Quote:A massive television ad fraud campaign that abuses the programmatic advertising ecosystem for connected TV (CTV) has successfully impersonated more than 2 million people in over 30 countries so far during its run, defrauding more than 300 different brands out of their ad dollars.
The recently uncovered CTV operation — named ICEBUCKET by the researchers at White Ops that discovered it – was bent on tricking advertisers into thinking there were real people watching TV on the other side of the screen, when in reality, they were bots pretending to be real people watching TV. In other words, the sellers of the ad inventory were bot-herders; and, they received money in exchange for running the ads – but the ads didn’t actually reach any human eyeballs.
CTV is generally defined as the ability to watch internet-streamed services on the big screen via smart TVs, set-top devices such as Roku, TiVo and others, or via app integrations found within cable provider services. CTV has especially caught fire in the last few years, especially with premiere streaming services offering top-tier original content. While a large portion of CTV advertising remains static and akin to traditional TV ads (i.e., inserted ahead of time with little user-specific targeting), programmatic advertising is starting to come into its own.

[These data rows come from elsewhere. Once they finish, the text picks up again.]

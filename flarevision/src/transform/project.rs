//! Column projection and cell normalization.
//!
//! ```text
//! Table (all columns)  →  project  →  fill_blanks  →  normalize_category
//! ```

use crate::error::{SchemaError, SchemaResult};
use crate::models::{Dataset, Row, Table, CATEGORY_COLUMN, UNCATEGORIZED};

/// Keep exactly `columns`, in that order.
///
/// Fails listing every missing column; there is no partial projection.
pub fn project(table: &Table, columns: &[&str]) -> SchemaResult<Dataset> {
    let mut indices = Vec::with_capacity(columns.len());
    let mut missing = Vec::new();

    for column in columns {
        match table.column_index(column) {
            Some(i) => indices.push(i),
            None => missing.push(column.to_string()),
        }
    }

    if !missing.is_empty() {
        return Err(SchemaError::MissingColumns(missing));
    }

    let rows = table
        .records
        .iter()
        .map(|record| {
            Row::new(
                indices
                    .iter()
                    .map(|&i| record.get(i).cloned().flatten())
                    .collect(),
            )
        })
        .collect();

    Ok(Dataset::new(
        columns.iter().map(|c| c.to_string()).collect(),
        rows,
    ))
}

/// Replace every absent cell with `""`. Idempotent.
pub fn fill_blanks(mut dataset: Dataset) -> Dataset {
    for row in dataset.rows_mut() {
        for cell in row.cells_mut() {
            if cell.is_none() {
                *cell = Some(String::new());
            }
        }
    }
    dataset
}

/// Rewrite empty `category_name` values to [`UNCATEGORIZED`].
///
/// Only the exact empty string is rewritten; whitespace is a real label.
pub fn normalize_category(mut dataset: Dataset) -> Dataset {
    let Some(index) = dataset.column_index(CATEGORY_COLUMN) else {
        return dataset;
    };

    for row in dataset.rows_mut() {
        if let Some(cell) = row.cells_mut().get_mut(index) {
            if cell.as_deref().map_or(true, str::is_empty) {
                *cell = Some(UNCATEGORIZED.to_string());
            }
        }
    }
    dataset
}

Programmatic advertising involves brands serving up dynamic, highly targeted ads within these video streaming services in an automated way, to specific slivers of demographic profiles – which is just like how advertising works on the internet as a whole. Advertisers can spend between $10 and $20 per 1,000 video ad impressions (this is known as the cost per million, or CPM) for programmatic ads, which makes them more expensive than other ad types.